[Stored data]
◆ ◆ ◆ ◆

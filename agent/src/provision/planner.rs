//! Diff desired state against observed state.
//!
//! Both planners are pure: they keep the server supplied order and never touch
//! the platform, so planning twice against an unchanged device is a no-op.

use std::collections::{BTreeMap, BTreeSet};

use serde::{Deserialize, Serialize};

use crate::models::config::{AppSource, ApplicationSpec, FileSpec};
use crate::platform::FileRecord;

/// Installed packages and their versions, when known
pub type InstalledPackages = BTreeMap<String, Option<String>>;

/// When an already installed application is fetched again
#[derive(Debug, Clone, Copy, Default, PartialEq, Eq, Serialize, Deserialize)]
#[serde(rename_all = "snake_case")]
pub enum ReinstallPolicy {
    #[default]
    Never,
    VersionMismatch,
    Always,
}

/// Plan file operations.
///
/// With `prune_orphans`, recorded files missing from the desired set are
/// appended as removals.
pub fn plan_files(
    desired: &[FileSpec],
    recorded: &BTreeMap<String, FileRecord>,
    prune_orphans: bool,
) -> Vec<FileSpec> {
    let mut plan: Vec<FileSpec> = desired
        .iter()
        .filter(|spec| file_needs_work(spec, recorded.get(&spec.path)))
        .cloned()
        .collect();

    if prune_orphans {
        let wanted: BTreeSet<&str> = desired.iter().map(|spec| spec.path.as_str()).collect();
        plan.extend(
            recorded
                .keys()
                .filter(|path| !wanted.contains(path.as_str()))
                .map(FileSpec::removal),
        );
    }
    plan
}

fn file_needs_work(spec: &FileSpec, record: Option<&FileRecord>) -> bool {
    if spec.remove {
        // removal is attempted even without a record so the filesystem converges
        return true;
    }
    if spec.url.is_none() {
        return false;
    }
    let Some(record) = record else {
        return true;
    };
    if record.url != spec.url {
        return true;
    }
    match &spec.checksum {
        Some(checksum) => record.checksum.as_deref() != Some(checksum.as_str()),
        None => false,
    }
}

/// Plan application operations
pub fn plan_applications(
    desired: &[ApplicationSpec],
    installed: &InstalledPackages,
    policy: ReinstallPolicy,
) -> Vec<ApplicationSpec> {
    desired
        .iter()
        .filter(|spec| app_needs_work(spec, installed, policy))
        .cloned()
        .collect()
}

fn app_needs_work(spec: &ApplicationSpec, installed: &InstalledPackages, policy: ReinstallPolicy) -> bool {
    let current = installed.get(&spec.pkg);

    if spec.remove {
        return current.is_some();
    }
    if spec.source() == AppSource::None {
        return false;
    }

    let Some(current_version) = current else {
        return true;
    };
    match policy {
        ReinstallPolicy::Never => false,
        ReinstallPolicy::Always => true,
        ReinstallPolicy::VersionMismatch => match (&spec.version, current_version) {
            (Some(wanted), Some(have)) => wanted != have,
            _ => false,
        },
    }
}

#[cfg(test)]
mod tests {
    use super::*;

    fn file(path: &str, url: Option<&str>) -> FileSpec {
        FileSpec {
            path: path.to_string(),
            url: url.map(str::to_string),
            ..Default::default()
        }
    }

    fn record(url: &str, checksum: Option<&str>) -> FileRecord {
        FileRecord {
            url: Some(url.to_string()),
            checksum: checksum.map(str::to_string),
            installed_at: 1,
        }
    }

    fn app(pkg: &str, url: Option<&str>) -> ApplicationSpec {
        ApplicationSpec {
            pkg: pkg.to_string(),
            url: url.map(str::to_string),
            ..Default::default()
        }
    }

    #[test]
    fn test_new_file_is_installed() {
        let plan = plan_files(&[file("a.txt", Some("http://x/a"))], &BTreeMap::new(), true);
        assert_eq!(plan.len(), 1);
        assert_eq!(plan[0].path, "a.txt");
        assert!(!plan[0].remove);
    }

    #[test]
    fn test_removal_without_record() {
        let mut spec = file("gone.txt", None);
        spec.remove = true;
        let plan = plan_files(&[spec], &BTreeMap::new(), false);
        assert_eq!(plan.len(), 1);
        assert!(plan[0].remove);
    }

    #[test]
    fn test_file_mismatch_detection() {
        let mut recorded = BTreeMap::new();
        recorded.insert("a.txt".to_string(), record("http://x/a", Some("aaa")));
        recorded.insert("b.txt".to_string(), record("http://x/b-old", None));
        recorded.insert("c.txt".to_string(), record("http://x/c", None));

        let mut a = file("a.txt", Some("http://x/a"));
        a.checksum = Some("bbb".to_string());
        let b = file("b.txt", Some("http://x/b"));
        let c = file("c.txt", Some("http://x/c"));

        let plan = plan_files(&[a, b, c], &recorded, true);
        let paths: Vec<_> = plan.iter().map(|f| f.path.as_str()).collect();
        assert_eq!(paths, vec!["a.txt", "b.txt"]);
    }

    #[test]
    fn test_orphans_pruned_after_desired() {
        let mut recorded = BTreeMap::new();
        recorded.insert("old.txt".to_string(), record("http://x/old", None));

        let plan = plan_files(&[file("a.txt", Some("http://x/a"))], &recorded, true);
        assert_eq!(plan.len(), 2);
        assert_eq!(plan[1], FileSpec::removal("old.txt"));

        let plan = plan_files(&[file("a.txt", Some("http://x/a"))], &recorded, false);
        assert_eq!(plan.len(), 1);
    }

    #[test]
    fn test_app_removal_only_when_present() {
        let mut remove = app("com.foo", None);
        remove.remove = true;

        let installed: InstalledPackages = [("com.foo".to_string(), None)].into();
        assert_eq!(plan_applications(&[remove.clone()], &installed, ReinstallPolicy::Never).len(), 1);
        assert!(plan_applications(&[remove], &InstalledPackages::new(), ReinstallPolicy::Never).is_empty());
    }

    #[test]
    fn test_app_install_rules() {
        let installed: InstalledPackages = [("com.have".to_string(), Some("1.0".to_string()))].into();
        let mut have = app("com.have", Some("http://x/have.apk"));
        have.version = Some("2.0".to_string());
        let desired = vec![
            app("com.new", Some("http://x/new.apk")),
            app("com.nosource", None),
            have,
            app("com.market", Some("market://details?id=com.market")),
        ];

        let plan = plan_applications(&desired, &installed, ReinstallPolicy::Never);
        let pkgs: Vec<_> = plan.iter().map(|a| a.pkg.as_str()).collect();
        assert_eq!(pkgs, vec!["com.new", "com.market"]);

        let plan = plan_applications(&desired, &installed, ReinstallPolicy::VersionMismatch);
        let pkgs: Vec<_> = plan.iter().map(|a| a.pkg.as_str()).collect();
        assert_eq!(pkgs, vec!["com.new", "com.have", "com.market"]);
    }
}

◆ ◆ ◆ ◆

* _The problem_
The answer must consist of every entry, set down exactly as given.

* _Answer to the exercise_
filename agent/src/provision/planner.rs
//! Diff desired state against observed state.
//!
//! Both planners are pure: they keep the server supplied order and never touch
//! the platform, so planning twice against an unchanged device is a no-op.

use std::collections::{BTreeMap, BTreeSet};

use serde::{Deserialize, Serialize};

use crate::models::config::{AppSource, ApplicationSpec, FileSpec};
use crate::platform::FileRecord;

/// Installed packages and their versions, when known
pub type InstalledPackages = BTreeMap<String, Option<String>>;

/// When an already installed application is fetched again
#[derive(Debug, Clone, Copy, Default, PartialEq, Eq, Serialize, Deserialize)]
#[serde(rename_all = "snake_case")]
pub enum ReinstallPolicy {
    #[default]
    Never,
    VersionMismatch,
    Always,
}

/// Plan file operations.
///
/// With `prune_orphans`, recorded files missing from the desired set are
/// appended as removals.
pub fn plan_files(
    desired: &[FileSpec],
    recorded: &BTreeMap<String, FileRecord>,
    prune_orphans: bool,
) -> Vec<FileSpec> {
    let mut plan: Vec<FileSpec> = desired
        .iter()
        .filter(|spec| file_needs_work(spec, recorded.get(&spec.path)))
        .cloned()
        .collect();

    if prune_orphans {
        let wanted: BTreeSet<&str> = desired.iter().map(|spec| spec.path.as_str()).collect();
        plan.extend(
            recorded
                .keys()
                .filter(|path| !wanted.contains(path.as_str()))
                .map(FileSpec::removal),
        );
    }
    plan
}

fn file_needs_work(spec: &FileSpec, record: Option<&FileRecord>) -> bool {
    if spec.remove {
        // removal is attempted even without a record so the filesystem converges
        return true;
    }
    if spec.url.is_none() {
        return false;
    }
    let Some(record) = record else {
        return true;
    };
    if record.url != spec.url {
        return true;
    }
    match &spec.checksum {
        Some(checksum) => record.checksum.as_deref() != Some(checksum.as_str()),
        None => false,
    }
}

/// Plan application operations
pub fn plan_applications(
    desired: &[ApplicationSpec],
    installed: &InstalledPackages,
    policy: ReinstallPolicy,
) -> Vec<ApplicationSpec> {
    desired
        .iter()
        .filter(|spec| app_needs_work(spec, installed, policy))
        .cloned()
        .collect()
}

fn app_needs_work(spec: &ApplicationSpec, installed: &InstalledPackages, policy: ReinstallPolicy) -> bool {
    let current = installed.get(&spec.pkg);

    if spec.remove {
        return current.is_some();
    }
    if spec.source() == AppSource::None {
        return false;
    }

    let Some(current_version) = current else {
        return true;
    };
    match policy {
        ReinstallPolicy::Never => false,
        ReinstallPolicy::Always => true,
        ReinstallPolicy::VersionMismatch => match (&spec.version, current_version) {
            (Some(wanted), Some(have)) => wanted != have,
            _ => false,
        },
    }
}

#[cfg(test)]
mod tests {
    use super::*;

    fn file(path: &str, url: Option<&str>) -> FileSpec {
        FileSpec {
            path: path.to_string(),
            url: url.map(str::to_string),
            ..Default::default()
        }
    }

    fn record(url: &str, checksum: Option<&str>) -> FileRecord {
        FileRecord {
            url: Some(url.to_string()),
            checksum: checksum.map(str::to_string),
            installed_at: 1,
        }
    }

    fn app(pkg: &str, url: Option<&str>) -> ApplicationSpec {
        ApplicationSpec {
            pkg: pkg.to_string(),
            url: url.map(str::to_string),
            ..Default::default()
        }
    }

    #[test]
    fn test_new_file_is_installed() {
        let plan = plan_files(&[file("a.txt", Some("http://x/a"))], &BTreeMap::new(), true);
        assert_eq!(plan.len(), 1);
        assert_eq!(plan[0].path, "a.txt");
        assert!(!plan[0].remove);
    }

    #[test]
    fn test_removal_without_record() {
        let mut spec = file("gone.txt", None);
        spec.remove = true;
        let plan = plan_files(&[spec], &BTreeMap::new(), false);
        assert_eq!(plan.len(), 1);
        assert!(plan[0].remove);
    }

    #[test]
    fn test_file_mismatch_detection() {
        let mut recorded = BTreeMap::new();
        recorded.insert("a.txt".to_string(), record("http://x/a", Some("aaa")));
        recorded.insert("b.txt".to_string(), record("http://x/b-old", None));
        recorded.insert("c.txt".to_string(), record("http://x/c", None));

        let mut a = file("a.txt", Some("http://x/a"));
        a.checksum = Some("bbb".to_string());
        let b = file("b.txt", Some("http://x/b"));
        let c = file("c.txt", Some("http://x/c"));

        let plan = plan_files(&[a, b, c], &recorded, true);
        let paths: Vec<_> = plan.iter().map(|f| f.path.as_str()).collect();
        assert_eq!(paths, vec!["a.txt", "b.txt"]);
    }

    #[test]
    fn test_orphans_pruned_after_desired() {
        let mut recorded = BTreeMap::new();
        recorded.insert("old.txt".to_string(), record("http://x/old", None));

        let plan = plan_files(&[file("a.txt", Some("http://x/a"))], &recorded, true);
        assert_eq!(plan.len(), 2);
        assert_eq!(plan[1], FileSpec::removal("old.txt"));

        let plan = plan_files(&[file("a.txt", Some("http://x/a"))], &recorded, false);
        assert_eq!(plan.len(), 1);
    }

    #[test]
    fn test_app_removal_only_when_present() {
        let mut remove = app("com.foo", None);
        remove.remove = true;

        let installed: InstalledPackages = [("com.foo".to_string(), None)].into();
        assert_eq!(plan_applications(&[remove.clone()], &installed, ReinstallPolicy::Never).len(), 1);
        assert!(plan_applications(&[remove], &InstalledPackages::new(), ReinstallPolicy::Never).is_empty());
    }

    #[test]
    fn test_app_install_rules() {
        let installed: InstalledPackages = [("com.have".to_string(), Some("1.0".to_string()))].into();
        let mut have = app("com.have", Some("http://x/have.apk"));
        have.version = Some("2.0".to_string());
        let desired = vec![
            app("com.new", Some("http://x/new.apk")),
            app("com.nosource", None),
            have,
            app("com.market", Some("market://details?id=com.market")),
        ];

        let plan = plan_applications(&desired, &installed, ReinstallPolicy::Never);
        let pkgs: Vec<_> = plan.iter().map(|a| a.pkg.as_str()).collect();
        assert_eq!(pkgs, vec!["com.new", "com.market"]);

        let plan = plan_applications(&desired, &installed, ReinstallPolicy::VersionMismatch);
        let pkgs: Vec<_> = plan.iter().map(|a| a.pkg.as_str()).collect();
        assert_eq!(pkgs, vec!["com.new", "com.have", "com.market"]);
    }
}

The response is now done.